▶ _Work order_: Word for word, restate the lines of the data from the first through the one containing "a breakpoint threshold", and nothing else.

▶ _Data provided_:

------

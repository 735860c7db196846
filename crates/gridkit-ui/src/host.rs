//! Grid host boundary.
//!
//! A host draws the active breakpoint's tiles and reports user interaction
//! through [`GridEventHandler`]. The controller implements it; hosts never
//! touch the layout document directly.

use async_trait::async_trait;
use serde::{Deserialize, Serialize};

use gridkit_layout::{Breakpoint, WireItem};

/// Key code that toggles the active item
pub const ENTER_KEY: &str = "Enter";

/// A widget released over a grid cell
#[derive(Debug, Clone, PartialEq, Eq, Serialize, Deserialize)]
pub struct DropEvent {
    pub x: u32,
    pub y: u32,
    /// Placeholder size as reported by the grid
    #[serde(default)]
    pub w: Option<u32>,
    #[serde(default)]
    pub h: Option<u32>,
    /// Drag payload text; a widget type when dragged from the widget bank
    pub payload: String,
}

/// A key event on a rendered tile
#[derive(Debug, Clone, PartialEq, Eq, Serialize, Deserialize)]
pub struct KeyEvent {
    /// DOM-style key code, e.g. `Enter` or `ArrowUp`
    pub code: String,
    pub item_id: String,
}

impl KeyEvent {
    pub fn new(code: impl Into<String>, item_id: impl Into<String>) -> Self {
        Self {
            code: code.into(),
            item_id: item_id.into(),
        }
    }
}

/// Callbacks a grid host delivers
#[async_trait]
pub trait GridEventHandler: Send + Sync {
    /// A drag from the widget bank ended over a cell
    async fn on_drop(&self, event: DropEvent);

    /// A drag or resize ended; carries the full item list of the active
    /// breakpoint
    async fn on_layout_change(&self, items: Vec<WireItem>);

    /// The grid crossed a breakpoint threshold
    async fn on_breakpoint_change(&self, breakpoint: Breakpoint);

    /// Key released on a tile
    async fn on_key_up(&self, event: KeyEvent);

    /// Key pressed inside the grid while an item is active
    async fn on_key_down(&self, _code: &str) {}
}
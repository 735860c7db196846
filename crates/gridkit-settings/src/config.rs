//! Configuration management for GridKit
//!
//! Configuration is organized into logical sections:
//! - Store settings (template store endpoint, request timeout)
//! - Sync settings (persistence debounce window)
//! - Grid settings (layout type, row height, margins, widget registry file)
//!
//! Files may be JSON or TOML; missing sections and keys take their defaults.

use serde::{Deserialize, Serialize};
use std::path::{Path, PathBuf};
use std::time::Duration;

use crate::error::{ConfigError, ConfigResult, SettingsError, SettingsResult};

/// File name looked up in the platform config directory
pub const CONFIG_FILE_NAME: &str = "config.toml";

/// Template store endpoint
#[derive(Debug, Clone, PartialEq, Eq, Serialize, Deserialize)]
#[serde(default)]
pub struct StoreSettings {
    /// Base URL the `/dashboard-templates` paths are appended to
    pub base_url: String,
    /// Request timeout in milliseconds
    pub timeout_ms: u64,
}

impl Default for StoreSettings {
    fn default() -> Self {
        Self {
            base_url: "http://localhost:8000/api/chrome-service/v1".to_string(),
            timeout_ms: 10_000,
        }
    }
}

impl StoreSettings {
    pub fn timeout(&self) -> Duration {
        Duration::from_millis(self.timeout_ms)
    }
}

/// Persistence timing
#[derive(Debug, Clone, PartialEq, Eq, Serialize, Deserialize)]
#[serde(default)]
pub struct SyncSettings {
    /// Quiet period before a layout change is written to the store
    pub debounce_ms: u64,
}

impl Default for SyncSettings {
    fn default() -> Self {
        Self { debounce_ms: 2500 }
    }
}

impl SyncSettings {
    pub fn debounce_window(&self) -> Duration {
        Duration::from_millis(self.debounce_ms)
    }
}

/// Grid presentation
#[derive(Debug, Clone, PartialEq, Eq, Serialize, Deserialize)]
#[serde(default)]
pub struct GridSettings {
    /// Dashboard type requested from the store
    pub layout_type: String,
    /// Row height in pixels
    pub row_height: u32,
    /// Gap between cells in pixels
    pub margin: u32,
    /// Padding inside the grid container in pixels
    pub container_padding: u32,
    /// Optional JSON widget registry
    #[serde(skip_serializing_if = "Option::is_none")]
    pub registry_path: Option<PathBuf>,
}

impl Default for GridSettings {
    fn default() -> Self {
        Self {
            layout_type: "landingPage".to_string(),
            row_height: 56,
            margin: 16,
            container_padding: 0,
            registry_path: None,
        }
    }
}

/// Complete application configuration
#[derive(Debug, Clone, PartialEq, Eq, Serialize, Deserialize, Default)]
#[serde(default)]
pub struct Config {
    pub store: StoreSettings,
    pub sync: SyncSettings,
    pub grid: GridSettings,
}

impl Config {
    /// Create new config with defaults
    pub fn new() -> Self {
        Self::default()
    }

    /// Platform config file location, e.g. `~/.config/gridkit/config.toml`
    pub fn default_path() -> SettingsResult<PathBuf> {
        let mut path = dirs::config_dir().ok_or(SettingsError::NoConfigDirectory)?;
        path.push("gridkit");
        path.push(CONFIG_FILE_NAME);
        Ok(path)
    }

    /// Load config from file (JSON or TOML)
    pub fn load_from_file(path: &Path) -> SettingsResult<Self> {
        let format = Format::of(path)?;
        let content = std::fs::read_to_string(path).map_err(|source| SettingsError::Read {
            path: path.to_path_buf(),
            source,
        })?;

        let config: Self = match format {
            Format::Json => serde_json::from_str(&content)?,
            Format::Toml => toml::from_str(&content)?,
        };

        config.validate()?;
        tracing::debug!("Loaded configuration from {}", path.display());
        Ok(config)
    }

    /// Load from `path` if it exists, otherwise fall back to defaults
    pub fn load_or_default(path: &Path) -> SettingsResult<Self> {
        if path.exists() {
            Self::load_from_file(path)
        } else {
            tracing::info!(
                "No configuration at {}, using defaults",
                path.display()
            );
            Ok(Self::default())
        }
    }

    /// Save config to file (JSON or TOML)
    pub fn save_to_file(&self, path: &Path) -> SettingsResult<()> {
        self.validate()?;

        let content = match Format::of(path)? {
            Format::Json => serde_json::to_string_pretty(self)?,
            Format::Toml => toml::to_string_pretty(self)?,
        };

        let write_error = |source| SettingsError::Write {
            path: path.to_path_buf(),
            source,
        };
        if let Some(parent) = path.parent() {
            std::fs::create_dir_all(parent).map_err(write_error)?;
        }
        std::fs::write(path, content).map_err(write_error)
    }

    /// Validate configuration
    pub fn validate(&self) -> ConfigResult<()> {
        if self.store.base_url.trim().is_empty() {
            return Err(ConfigError::Empty("store.base_url".to_string()));
        }

        if self.store.timeout_ms == 0 {
            return Err(not_positive("store.timeout_ms", self.store.timeout_ms));
        }

        if self.grid.layout_type.trim().is_empty() {
            return Err(ConfigError::Empty("grid.layout_type".to_string()));
        }

        if self.grid.row_height == 0 {
            return Err(not_positive("grid.row_height", self.grid.row_height));
        }

        Ok(())
    }
}

fn not_positive(key: &str, value: impl ToString) -> ConfigError {
    ConfigError::NotPositive {
        key: key.to_string(),
        value: value.to_string(),
    }
}

enum Format {
    Json,
    Toml,
}

impl Format {
    fn of(path: &Path) -> ConfigResult<Self> {
        match path.extension().and_then(|ext| ext.to_str()) {
            Some("json") => Ok(Format::Json),
            Some("toml") => Ok(Format::Toml),
            other => Err(ConfigError::UnsupportedFormat(
                other.unwrap_or("<none>").to_string(),
            )),
        }
    }
}
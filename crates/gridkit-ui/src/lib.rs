//! # GridKit UI
//!
//! The interaction controller sits between a grid host (the component that
//! draws tiles and reports drags, drops and key presses) and the layout
//! engine. It owns the application state, applies placement operations,
//! forwards changes to the persistence synchronizer and produces the render
//! slice for the active breakpoint.

pub mod controller;
pub mod host;
pub mod render;
pub mod state;

pub use controller::InteractionController;
pub use host::{DropEvent, GridEventHandler, KeyEvent};
pub use render::{column_width, RenderedGrid, RenderedItem, DROPPING_ITEM_ID};
pub use state::AppState;
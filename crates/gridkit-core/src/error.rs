//! Error handling for GridKit
//!
//! Provides error types for each layer of the layout engine:
//! - Layout errors (placement, bounds, identifiers)
//! - Store errors (template fetch/patch against the remote store)
//!
//! All error types use `thiserror` for ergonomic error handling.

use thiserror::Error;

/// Layout error type
///
/// Represents violations of the layout document's invariants and lookups
/// that could not be resolved.
#[derive(Error, Debug, Clone, PartialEq, Eq)]
pub enum LayoutError {
    /// Widget type is not present in the widget registry
    #[error("Unknown widget type: {widget_type}")]
    UnknownWidgetType {
        /// The widget type that failed to resolve.
        widget_type: String,
    },

    /// No item with the given id exists in the document
    #[error("Layout item not found: {id}")]
    ItemNotFound {
        /// The missing item id.
        id: String,
    },

    /// Item extends past the column count of its breakpoint
    #[error("Item {id} exceeds {columns} columns on {breakpoint} (x={x}, w={w})")]
    OutOfBounds {
        /// The offending item id.
        id: String,
        /// The breakpoint name.
        breakpoint: String,
        /// The item's column.
        x: u32,
        /// The item's width in cells.
        w: u32,
        /// The breakpoint's column count.
        columns: u32,
    },

    /// The same id appears twice in one breakpoint
    #[error("Duplicate item id {id} on {breakpoint}")]
    DuplicateId {
        /// The duplicated id.
        id: String,
        /// The breakpoint name.
        breakpoint: String,
    },

    /// Item has a zero width or height
    #[error("Item {id} has an empty size ({w}x{h})")]
    EmptySize {
        /// The offending item id.
        id: String,
        /// The item's width in cells.
        w: u32,
        /// The item's height in cells.
        h: u32,
    },

    /// Breakpoint name could not be parsed
    #[error("Unknown breakpoint: {name}")]
    UnknownBreakpoint {
        /// The unparsed name.
        name: String,
    },
}

/// Store error type
///
/// Represents failures talking to the remote template store.
#[derive(Error, Debug, Clone)]
pub enum StoreError {
    /// The request could not be sent or the connection failed
    #[error("Template store request failed: {message}")]
    Request {
        /// The transport error message.
        message: String,
    },

    /// The store answered with a non-success status
    #[error("Template store returned {status}: {body}")]
    Status {
        /// The HTTP status code.
        status: u16,
        /// The response body, if any.
        body: String,
    },

    /// The response body could not be decoded
    #[error("Failed to decode template store response: {reason}")]
    Decode {
        /// The decoding failure.
        reason: String,
    },

    /// The request did not complete in time
    #[error("Template store request timed out after {timeout_ms}ms")]
    Timeout {
        /// The timeout duration in milliseconds.
        timeout_ms: u64,
    },

    /// No template is flagged as the default for the layout type
    #[error("No default template found for layout type {layout_type}")]
    NoDefaultTemplate {
        /// The requested layout type.
        layout_type: String,
    },
}

/// Main error type for GridKit
///
/// A unified error type that can represent any error from all layers.
#[derive(Error, Debug)]
pub enum Error {
    /// Layout error
    #[error(transparent)]
    Layout(#[from] LayoutError),

    /// Store error
    #[error(transparent)]
    Store(#[from] StoreError),

    /// Standard I/O error
    #[error("I/O error: {0}")]
    Io(#[from] std::io::Error),

    /// Generic error
    #[error("{0}")]
    Other(String),
}

impl Error {
    /// Create an error from a string message
    pub fn other(msg: impl Into<String>) -> Self {
        Error::Other(msg.into())
    }

    /// Check if this is a store error
    pub fn is_store_error(&self) -> bool {
        matches!(self, Error::Store(_))
    }

    /// Check if this is a layout error
    pub fn is_layout_error(&self) -> bool {
        matches!(self, Error::Layout(_))
    }
}

/// Result type using Error
pub type Result<T> = std::result::Result<T, Error>;

#[cfg(test)]
mod tests {
    use super::*;

    #[test]
    fn test_layout_error_display() {
        let err = LayoutError::OutOfBounds {
            id: "chart#1".to_string(),
            breakpoint: "md".to_string(),
            x: 1,
            w: 2,
            columns: 2,
        };
        assert_eq!(
            err.to_string(),
            "Item chart#1 exceeds 2 columns on md (x=1, w=2)"
        );

        let err = LayoutError::UnknownWidgetType {
            widget_type: "bogus".to_string(),
        };
        assert_eq!(err.to_string(), "Unknown widget type: bogus");
    }

    #[test]
    fn test_store_error_display() {
        let err = StoreError::Status {
            status: 502,
            body: "bad gateway".to_string(),
        };
        assert_eq!(err.to_string(), "Template store returned 502: bad gateway");

        let err = StoreError::NoDefaultTemplate {
            layout_type: "landingPage".to_string(),
        };
        assert_eq!(
            err.to_string(),
            "No default template found for layout type landingPage"
        );
    }

    #[test]
    fn test_error_conversion() {
        let err: Error = StoreError::Timeout { timeout_ms: 10 }.into();
        assert!(err.is_store_error());
        assert!(!err.is_layout_error());

        let err: Error = LayoutError::ItemNotFound {
            id: "x".to_string(),
        }
        .into();
        assert!(err.is_layout_error());

        let err = Error::other("boom");
        assert_eq!(err.to_string(), "boom");
    }
}
//! Template store records and the store trait.

use async_trait::async_trait;
use chrono::{DateTime, Utc};
use serde::{Deserialize, Serialize};

use gridkit_core::StoreError;
use gridkit_layout::{PartialTemplateConfig, TemplateConfig};

/// Descriptor of the template family a record belongs to
#[derive(Debug, Clone, PartialEq, Eq, Serialize, Deserialize)]
#[serde(rename_all = "camelCase")]
pub struct TemplateBase {
    pub name: String,
    pub display_name: String,
}

/// A stored dashboard template
#[derive(Debug, Clone, PartialEq, Serialize, Deserialize)]
#[serde(rename_all = "camelCase")]
pub struct DashboardTemplate {
    pub id: i64,
    /// Whether this is the user's default template for its layout type
    #[serde(default)]
    pub default: bool,
    pub template_config: TemplateConfig,
    #[serde(default, skip_serializing_if = "Option::is_none")]
    pub template_base: Option<TemplateBase>,
    #[serde(default, skip_serializing_if = "Option::is_none")]
    pub created_at: Option<DateTime<Utc>>,
    #[serde(default, skip_serializing_if = "Option::is_none")]
    pub updated_at: Option<DateTime<Utc>>,
}

/// Remote template storage
#[async_trait]
pub trait TemplateStore: Send + Sync {
    /// All templates of a layout type visible to the current user
    async fn fetch_templates(&self, layout_type: &str) -> Result<Vec<DashboardTemplate>, StoreError>;

    /// Patch the breakpoints present in `partial`; returns the canonical
    /// template after the update
    async fn patch_template(
        &self,
        template_id: i64,
        partial: &PartialTemplateConfig,
    ) -> Result<DashboardTemplate, StoreError>;
}

/// First template flagged as default
pub fn default_template(templates: &[DashboardTemplate]) -> Option<&DashboardTemplate> {
    templates.iter().find(|t| t.default)
}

------

▶ _Finished task_:
repository 735860c7db196846
filename crates/gridkit-ui/src/host.rs
//! Grid host boundary.
//!
//! A host draws the active breakpoint's tiles and reports user interaction
//! through [`GridEventHandler`]. The controller implements it; hosts never
//! touch the layout document directly.

use async_trait::async_trait;
use serde::{Deserialize, Serialize};

use gridkit_layout::{Breakpoint, WireItem};

/// Key code that toggles the active item
pub const ENTER_KEY: &str = "Enter";

/// A widget released over a grid cell
#[derive(Debug, Clone, PartialEq, Eq, Serialize, Deserialize)]
pub struct DropEvent {
    pub x: u32,
    pub y: u32,
    /// Placeholder size as reported by the grid
    #[serde(default)]
    pub w: Option<u32>,
    #[serde(default)]
    pub h: Option<u32>,
    /// Drag payload text; a widget type when dragged from the widget bank
    pub payload: String,
}

/// A key event on a rendered tile
#[derive(Debug, Clone, PartialEq, Eq, Serialize, Deserialize)]
pub struct KeyEvent {
    /// DOM-style key code, e.g. `Enter` or `ArrowUp`
    pub code: String,
    pub item_id: String,
}

impl KeyEvent {
    pub fn new(code: impl Into<String>, item_id: impl Into<String>) -> Self {
        Self {
            code: code.into(),
            item_id: item_id.into(),
        }
    }
}

/// Callbacks a grid host delivers
#[async_trait]
pub trait GridEventHandler: Send + Sync {
    /// A drag from the widget bank ended over a cell
    async fn on_drop(&self, event: DropEvent);

    /// A drag or resize ended; carries the full item list of the active
    /// breakpoint
    async fn on_layout_change(&self, items: Vec<WireItem>);

    /// The grid crossed a breakpoint threshold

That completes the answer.